- The DBA: Revered or Reviled?
- Why Learn Database Administration?
- The Management Discipline of Database Administration
- Database, Data, and System Administration
- DBA Tasks
- Types of DBAs
- Staffing Considerations
- Multiplatform DBA Issues
- Test and Production
- New Technology and the DBA
- DBA Certification
- The Rest of the Book
- Review
DBA Tasks
Ensuring that an organization's data and databases are useful, usable, available, and correct requires the DBA to perform a variety of tasks in a variety of areas. These areas include database design, performance monitoring and tuning, database availability, security, backup and recovery, data integrity, release migrationreally, anything that involves the company's databases. Let's examine each of these topics.
Database Design
To properly design and create relational databases, the DBA must understand and adhere to sound relational design practices. The DBA must understand both relational theory and the specific implementation of the relational database management system (RDBMS) he's using to create the database. Database design requires a sound understanding of conceptual and logical data modeling techniques. The ability to create and interpret entity-relationship diagrams is essential to designing a relational database.

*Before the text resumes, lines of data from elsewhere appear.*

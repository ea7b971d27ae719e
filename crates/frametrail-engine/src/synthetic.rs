//! Deterministic engine for tests and demos.
//!
//! [`SyntheticEngine`] honors the full [`CaptureEngine`] contract — frame
//! count, numbering, chunk layout, processing hand-off — without touching the
//! display or the filesystem. Files a real engine would write are traced
//! instead of created. Real-time pacing is off by default so a 10-second
//! session resolves instantly in tests; enable it for demos that should feel
//! like a live capture.

use std::sync::Arc;

use bytes::Bytes;
use chrono::{SecondsFormat, Utc};
use tracing::{debug, info};
use uuid::Uuid;

use async_trait::async_trait;
use frametrail_core::{
    CaptureConfig, ChunkPlan, EngineError, ImageData, ImageDataCollection, ProcessingType,
    ProcessorConfig,
};

use crate::{CaptureEngine, Frame, FrameProcessor, Uploader};

// Small fixed geometry keeps per-frame payloads cheap (64×36×4 bytes).
const FRAME_WIDTH: u32 = 64;
const FRAME_HEIGHT: u32 = 36;

// MARK: - SyntheticEngine

/// Capture engine that fabricates flat-color frames on a fixed geometry.
pub struct SyntheticEngine {
    processor: Arc<dyn FrameProcessor>,
    realtime: bool,
}

impl SyntheticEngine {
    pub fn new() -> Self {
        Self {
            processor: Arc::new(SyntheticProcessor),
            realtime: false,
        }
    }

    /// Route processed frames through a custom [`FrameProcessor`].
    pub fn with_processor(processor: Arc<dyn FrameProcessor>) -> Self {
        Self { processor, realtime: false }
    }

    /// Pace frame generation at the configured fps instead of resolving
    /// immediately.
    pub fn realtime(mut self, on: bool) -> Self {
        self.realtime = on;
        self
    }

    fn make_frame(&self, frame_number: u64) -> Frame {
        let fill = (frame_number % 251) as u8;
        let data = Bytes::from(vec![fill; (FRAME_WIDTH * FRAME_HEIGHT * 4) as usize]);
        Frame {
            data,
            width: FRAME_WIDTH,
            height: FRAME_HEIGHT,
            frame_number,
            timestamp: now_iso(),
        }
    }

    /// Trace the files a real engine would write for this session.
    fn trace_outputs(&self, session_id: &str, config: &CaptureConfig) {
        if let Some(dir) = &config.save_screenshot_to {
            for n in 1..=config.total_frames() {
                let path = dir.join(format!("frame_{n:04}.png"));
                debug!(file = %path.display(), "screenshot (synthetic, not written)");
            }
        }
        if let Some(dir) = &config.save_video_to {
            let plan = ChunkPlan::for_capture(config);
            for (index, seconds) in plan.durations().enumerate() {
                let path = dir.join(ChunkPlan::chunk_file_name(session_id, index as u64));
                debug!(file = %path.display(), seconds, "video chunk (synthetic, not written)");
            }
        }
    }

    async fn pace(&self, config: &CaptureConfig) {
        if self.realtime {
            tokio::time::sleep(config.frame_interval()).await;
        }
    }
}

impl Default for SyntheticEngine {
    fn default() -> Self {
        Self::new()
    }
}

#[async_trait]
impl CaptureEngine for SyntheticEngine {
    async fn capture_screen(&self, config: &CaptureConfig) -> Result<(), EngineError> {
        let session_id = format!("cap-{}", Uuid::new_v4());
        info!(
            session = %session_id,
            fps = config.fps,
            duration_s = config.duration_seconds,
            "synthetic capture session"
        );

        for n in 1..=config.total_frames() {
            self.pace(config).await;
            let _ = self.make_frame(n);
        }

        self.trace_outputs(&session_id, config);
        Ok(())
    }

    async fn capture_and_process_screen(
        &self,
        config: &CaptureConfig,
        processor: &ProcessorConfig,
    ) -> Result<ImageDataCollection, EngineError> {
        let session_id = format!("cap-{}", Uuid::new_v4());
        info!(
            session = %session_id,
            fps = config.fps,
            duration_s = config.duration_seconds,
            processing = %processor.processing_type,
            "synthetic capture-and-process session"
        );

        let mut results = ImageDataCollection::with_capacity(config.total_frames() as usize);
        for n in 1..=config.total_frames() {
            self.pace(config).await;
            let frame = self.make_frame(n);
            let data = self.processor.process_frame(&frame, processor).await?;
            results.push(data);
        }

        self.trace_outputs(&session_id, config);
        Ok(results)
    }
}

// MARK: - SyntheticProcessor

/// Processor that echoes frame geometry instead of running a model.
pub struct SyntheticProcessor;

#[async_trait]
impl FrameProcessor for SyntheticProcessor {
    async fn process_frame(
        &self,
        frame: &Frame,
        config: &ProcessorConfig,
    ) -> Result<ImageData, EngineError> {
        let content = match config.processing_type {
            ProcessingType::Ocr => {
                let model = config
                    .ocr_config
                    .as_ref()
                    .map_or("default", |c| c.ocr_model.as_str());
                format!(
                    "ocr[{model}] {}x{} frame {}",
                    frame.width, frame.height, frame.frame_number
                )
            }
            ProcessingType::Vision => {
                let model = config
                    .vision_config
                    .as_ref()
                    .and_then(|c| c.model.as_deref())
                    .unwrap_or("synthetic");
                format!(
                    "vision[{model}] {}x{} frame {}",
                    frame.width, frame.height, frame.frame_number
                )
            }
        };

        Ok(ImageData::new(
            frame.timestamp.clone(),
            frame.frame_number,
            content,
            config.processing_type,
        ))
    }
}

// MARK: - NullUploader

/// Uploader that accepts every delivery and does nothing with it.
pub struct NullUploader;

#[async_trait]
impl Uploader for NullUploader {
    async fn upload(&self) -> Result<(), EngineError> {
        debug!("synthetic upload accepted");
        Ok(())
    }
}

fn now_iso() -> String {
    Utc::now().to_rfc3339_opts(SecondsFormat::Millis, true)
}
//! End-to-end demo: capture-and-process a short synthetic session and print
//! the resulting journal.
//!
//! ```text
//! cargo run --example journal
//! RUST_LOG=debug cargo run --example journal   # include chunk layout traces
//! ```

use std::sync::Arc;

use anyhow::Result;
use tracing::info;
use tracing_subscriber::EnvFilter;

use frametrail_core::{CaptureOverrides, ProcessorOverrides};
use frametrail_engine::SyntheticEngine;
use frametrail_pipeline::Pipeline;

#[tokio::main]
async fn main() -> Result<()> {
    tracing_subscriber::fmt()
        .with_env_filter(
            EnvFilter::try_from_default_env()
                .unwrap_or_else(|_| EnvFilter::new("info")),
        )
        .with_target(true)
        .init();

    info!("frametrail journal demo v{}", env!("CARGO_PKG_VERSION"));

    let mut pipeline = Pipeline::new(Arc::new(SyntheticEngine::new().realtime(true)));
    pipeline.set_capturer(CaptureOverrides {
        fps: Some(2),
        duration_seconds: Some(3),
        save_video_to: Some("/tmp/frametrail/videos".into()),
        video_chunk_duration_seconds: Some(2),
        ..Default::default()
    })?;
    pipeline.set_processor(ProcessorOverrides::default());

    let results = pipeline.run().await?;

    info!("session produced {} records", results.len());
    for data in &results {
        println!("[{}] #{:03} {} ({})", data.timestamp, data.frame_number, data.content, data.processing_type);
    }

    Ok(())
}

The DBA must be able to transform a logical data model into a physical database implementation. The DBA must ensure that the database design and implementation will enable a useful database for the applications and clients that will use it.
Although database design is a significant skill for the DBA to possess, the job of the DBA is often disproportionately associated with database design. Although designing optimal databases is important, it is a relatively small portion of the DBA's job. A DBA will most likely spend more time administering and tuning databases than in designing and building databases.
By no means, though, should you interpret this to mean that database design is not important. A poor relational design can result in poor performance, a database that does not meet the needs of the organization, and potentially inaccurate data.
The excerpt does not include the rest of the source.